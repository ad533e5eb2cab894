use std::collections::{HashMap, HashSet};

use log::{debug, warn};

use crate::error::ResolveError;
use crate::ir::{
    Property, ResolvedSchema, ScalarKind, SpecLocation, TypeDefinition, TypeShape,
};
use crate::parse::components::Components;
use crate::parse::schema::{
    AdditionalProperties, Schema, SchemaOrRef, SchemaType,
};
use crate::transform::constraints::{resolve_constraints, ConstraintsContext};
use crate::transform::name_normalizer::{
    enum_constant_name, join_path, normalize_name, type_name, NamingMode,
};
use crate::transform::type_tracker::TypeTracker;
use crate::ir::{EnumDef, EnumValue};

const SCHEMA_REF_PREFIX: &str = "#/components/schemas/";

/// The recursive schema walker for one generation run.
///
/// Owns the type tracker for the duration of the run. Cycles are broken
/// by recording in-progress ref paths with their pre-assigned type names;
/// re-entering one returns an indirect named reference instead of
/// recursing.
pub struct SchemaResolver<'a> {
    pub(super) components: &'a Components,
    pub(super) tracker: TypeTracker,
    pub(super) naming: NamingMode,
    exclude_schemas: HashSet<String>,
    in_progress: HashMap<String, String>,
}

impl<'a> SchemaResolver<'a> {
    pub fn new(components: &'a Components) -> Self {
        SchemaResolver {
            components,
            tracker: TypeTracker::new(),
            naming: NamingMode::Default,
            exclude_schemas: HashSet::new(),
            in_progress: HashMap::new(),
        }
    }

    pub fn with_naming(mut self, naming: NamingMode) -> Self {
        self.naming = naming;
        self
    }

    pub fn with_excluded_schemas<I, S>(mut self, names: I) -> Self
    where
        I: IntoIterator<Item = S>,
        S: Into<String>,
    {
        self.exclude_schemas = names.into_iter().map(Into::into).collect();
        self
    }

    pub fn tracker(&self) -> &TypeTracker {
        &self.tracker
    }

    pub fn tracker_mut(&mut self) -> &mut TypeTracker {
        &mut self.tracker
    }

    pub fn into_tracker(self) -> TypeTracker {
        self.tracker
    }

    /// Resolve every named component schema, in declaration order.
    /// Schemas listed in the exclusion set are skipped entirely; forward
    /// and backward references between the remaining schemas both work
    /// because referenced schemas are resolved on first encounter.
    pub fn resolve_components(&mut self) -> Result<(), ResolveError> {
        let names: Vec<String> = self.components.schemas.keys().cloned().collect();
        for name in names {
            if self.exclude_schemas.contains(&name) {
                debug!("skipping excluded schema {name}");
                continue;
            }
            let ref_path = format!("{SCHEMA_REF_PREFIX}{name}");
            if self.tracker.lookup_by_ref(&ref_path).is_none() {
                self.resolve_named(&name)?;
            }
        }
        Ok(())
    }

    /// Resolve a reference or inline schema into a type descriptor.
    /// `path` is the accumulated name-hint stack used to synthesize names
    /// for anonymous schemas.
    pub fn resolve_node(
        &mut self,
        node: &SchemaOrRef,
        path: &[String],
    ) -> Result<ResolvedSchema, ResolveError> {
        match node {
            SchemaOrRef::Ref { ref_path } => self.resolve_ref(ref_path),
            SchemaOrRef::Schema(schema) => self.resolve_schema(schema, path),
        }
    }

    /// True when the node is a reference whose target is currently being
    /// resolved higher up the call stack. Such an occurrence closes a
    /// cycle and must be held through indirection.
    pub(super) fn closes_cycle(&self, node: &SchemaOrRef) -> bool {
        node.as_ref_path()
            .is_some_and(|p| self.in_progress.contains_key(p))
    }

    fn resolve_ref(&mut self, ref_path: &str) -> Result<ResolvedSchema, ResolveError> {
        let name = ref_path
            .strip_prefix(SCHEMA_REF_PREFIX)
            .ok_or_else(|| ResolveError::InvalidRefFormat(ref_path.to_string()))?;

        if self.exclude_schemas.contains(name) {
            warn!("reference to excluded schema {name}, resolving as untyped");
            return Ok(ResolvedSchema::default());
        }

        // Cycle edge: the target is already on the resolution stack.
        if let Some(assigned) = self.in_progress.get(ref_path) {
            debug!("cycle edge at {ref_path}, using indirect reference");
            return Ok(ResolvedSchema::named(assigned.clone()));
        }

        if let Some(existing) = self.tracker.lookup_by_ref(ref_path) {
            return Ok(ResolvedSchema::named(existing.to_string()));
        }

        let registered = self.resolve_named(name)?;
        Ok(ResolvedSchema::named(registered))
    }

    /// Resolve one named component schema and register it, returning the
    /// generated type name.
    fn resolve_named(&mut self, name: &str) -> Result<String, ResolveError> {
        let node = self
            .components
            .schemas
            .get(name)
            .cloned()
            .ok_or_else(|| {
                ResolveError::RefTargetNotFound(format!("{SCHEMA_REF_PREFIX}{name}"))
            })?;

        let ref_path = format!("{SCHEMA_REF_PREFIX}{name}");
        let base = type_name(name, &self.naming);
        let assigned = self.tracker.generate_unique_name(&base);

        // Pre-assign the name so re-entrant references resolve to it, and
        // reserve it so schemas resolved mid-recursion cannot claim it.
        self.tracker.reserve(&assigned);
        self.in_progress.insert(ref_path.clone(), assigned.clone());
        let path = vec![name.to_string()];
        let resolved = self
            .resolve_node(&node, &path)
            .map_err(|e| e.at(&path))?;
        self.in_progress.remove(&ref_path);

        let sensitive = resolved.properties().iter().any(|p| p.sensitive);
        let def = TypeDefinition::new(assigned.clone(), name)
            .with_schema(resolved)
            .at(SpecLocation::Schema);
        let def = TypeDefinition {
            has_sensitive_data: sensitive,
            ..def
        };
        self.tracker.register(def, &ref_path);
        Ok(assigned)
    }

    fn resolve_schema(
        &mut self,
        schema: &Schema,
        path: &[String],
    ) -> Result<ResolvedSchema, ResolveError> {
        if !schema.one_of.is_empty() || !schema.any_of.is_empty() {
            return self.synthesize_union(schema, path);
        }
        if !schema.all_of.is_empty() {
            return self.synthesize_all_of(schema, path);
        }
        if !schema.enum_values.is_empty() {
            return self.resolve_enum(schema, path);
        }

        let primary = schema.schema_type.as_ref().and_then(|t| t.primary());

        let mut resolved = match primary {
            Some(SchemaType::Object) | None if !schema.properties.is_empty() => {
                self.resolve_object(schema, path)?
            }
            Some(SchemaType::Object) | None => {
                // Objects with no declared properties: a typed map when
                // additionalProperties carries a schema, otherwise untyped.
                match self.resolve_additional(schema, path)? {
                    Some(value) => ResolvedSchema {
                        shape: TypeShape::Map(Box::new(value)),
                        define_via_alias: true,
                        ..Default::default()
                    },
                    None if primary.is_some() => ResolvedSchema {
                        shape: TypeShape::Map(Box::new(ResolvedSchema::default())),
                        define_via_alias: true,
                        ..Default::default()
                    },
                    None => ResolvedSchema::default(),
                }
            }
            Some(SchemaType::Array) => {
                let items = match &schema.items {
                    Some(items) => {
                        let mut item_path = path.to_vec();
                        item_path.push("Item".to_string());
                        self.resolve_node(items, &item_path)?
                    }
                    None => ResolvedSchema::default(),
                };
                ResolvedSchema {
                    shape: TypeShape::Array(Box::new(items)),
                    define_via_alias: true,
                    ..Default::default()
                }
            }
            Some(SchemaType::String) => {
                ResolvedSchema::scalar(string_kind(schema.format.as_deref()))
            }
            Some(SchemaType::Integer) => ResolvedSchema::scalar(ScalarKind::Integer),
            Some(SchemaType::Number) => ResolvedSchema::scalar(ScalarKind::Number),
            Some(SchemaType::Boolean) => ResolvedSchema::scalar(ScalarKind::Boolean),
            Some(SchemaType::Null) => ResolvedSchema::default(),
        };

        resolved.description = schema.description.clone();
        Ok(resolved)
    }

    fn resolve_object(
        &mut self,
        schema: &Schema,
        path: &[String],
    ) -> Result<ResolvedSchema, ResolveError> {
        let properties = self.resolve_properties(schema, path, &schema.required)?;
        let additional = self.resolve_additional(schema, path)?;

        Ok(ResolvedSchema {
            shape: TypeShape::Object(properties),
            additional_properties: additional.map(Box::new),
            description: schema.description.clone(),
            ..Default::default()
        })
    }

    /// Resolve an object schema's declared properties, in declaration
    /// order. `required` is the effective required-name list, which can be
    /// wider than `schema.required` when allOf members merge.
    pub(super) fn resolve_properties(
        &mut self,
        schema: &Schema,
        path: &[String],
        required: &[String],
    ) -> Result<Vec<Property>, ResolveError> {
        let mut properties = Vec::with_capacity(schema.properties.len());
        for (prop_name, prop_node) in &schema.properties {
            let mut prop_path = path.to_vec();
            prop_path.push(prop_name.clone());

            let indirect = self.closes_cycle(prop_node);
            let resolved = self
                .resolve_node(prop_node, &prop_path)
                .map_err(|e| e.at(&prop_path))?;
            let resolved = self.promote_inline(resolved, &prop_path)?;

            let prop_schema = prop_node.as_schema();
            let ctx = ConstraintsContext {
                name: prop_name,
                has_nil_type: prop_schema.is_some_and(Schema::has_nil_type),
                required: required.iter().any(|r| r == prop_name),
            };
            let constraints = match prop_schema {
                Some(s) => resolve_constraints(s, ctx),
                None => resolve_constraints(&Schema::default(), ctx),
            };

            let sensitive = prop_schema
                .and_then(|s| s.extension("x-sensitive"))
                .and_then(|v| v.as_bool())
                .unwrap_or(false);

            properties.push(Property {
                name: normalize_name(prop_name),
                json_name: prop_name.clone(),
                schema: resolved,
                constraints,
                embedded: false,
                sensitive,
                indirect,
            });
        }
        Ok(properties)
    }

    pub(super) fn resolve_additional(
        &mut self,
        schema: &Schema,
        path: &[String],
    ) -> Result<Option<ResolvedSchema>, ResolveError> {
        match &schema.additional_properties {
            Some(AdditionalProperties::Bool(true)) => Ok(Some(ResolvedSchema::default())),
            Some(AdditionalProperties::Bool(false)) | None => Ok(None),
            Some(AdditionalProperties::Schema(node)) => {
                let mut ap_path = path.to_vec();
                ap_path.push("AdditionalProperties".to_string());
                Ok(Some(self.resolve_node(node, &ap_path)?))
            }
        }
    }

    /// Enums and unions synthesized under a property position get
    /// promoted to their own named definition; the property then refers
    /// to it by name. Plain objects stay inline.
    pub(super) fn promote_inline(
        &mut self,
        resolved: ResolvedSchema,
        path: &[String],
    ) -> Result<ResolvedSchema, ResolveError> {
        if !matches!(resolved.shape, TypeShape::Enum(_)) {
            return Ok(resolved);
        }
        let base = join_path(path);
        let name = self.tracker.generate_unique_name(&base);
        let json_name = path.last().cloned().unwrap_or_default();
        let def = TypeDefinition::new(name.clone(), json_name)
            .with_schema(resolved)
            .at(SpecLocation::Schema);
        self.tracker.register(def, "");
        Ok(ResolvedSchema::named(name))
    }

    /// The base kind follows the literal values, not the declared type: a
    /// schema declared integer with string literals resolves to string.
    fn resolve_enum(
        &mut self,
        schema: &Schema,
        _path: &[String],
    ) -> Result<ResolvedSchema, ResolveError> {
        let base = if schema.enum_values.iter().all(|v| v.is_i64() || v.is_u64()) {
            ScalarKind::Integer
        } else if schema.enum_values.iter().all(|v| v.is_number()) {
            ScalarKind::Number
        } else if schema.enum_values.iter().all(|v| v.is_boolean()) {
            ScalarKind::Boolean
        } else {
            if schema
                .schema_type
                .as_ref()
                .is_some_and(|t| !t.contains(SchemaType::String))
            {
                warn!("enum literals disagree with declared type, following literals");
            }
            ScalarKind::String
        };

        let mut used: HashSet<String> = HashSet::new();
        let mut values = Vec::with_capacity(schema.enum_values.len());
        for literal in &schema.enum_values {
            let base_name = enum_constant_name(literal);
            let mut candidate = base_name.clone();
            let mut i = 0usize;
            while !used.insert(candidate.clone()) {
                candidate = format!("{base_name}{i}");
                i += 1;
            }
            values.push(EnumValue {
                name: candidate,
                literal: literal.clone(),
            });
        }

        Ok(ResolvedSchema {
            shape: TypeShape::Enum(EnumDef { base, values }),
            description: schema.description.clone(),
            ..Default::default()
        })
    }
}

###

Give again, word for word, every line of the listing above from the one with "required: required.iter().any(|r| r" to the one with "let sensitive = prop_schema", both inclusive, and nothing beyond them.

                required: required.iter().any(|r| r == prop_name),
            };
            let constraints = match prop_schema {
                Some(s) => resolve_constraints(s, ctx),
                None => resolve_constraints(&Schema::default(), ctx),
            };

            let sensitive = prop_schema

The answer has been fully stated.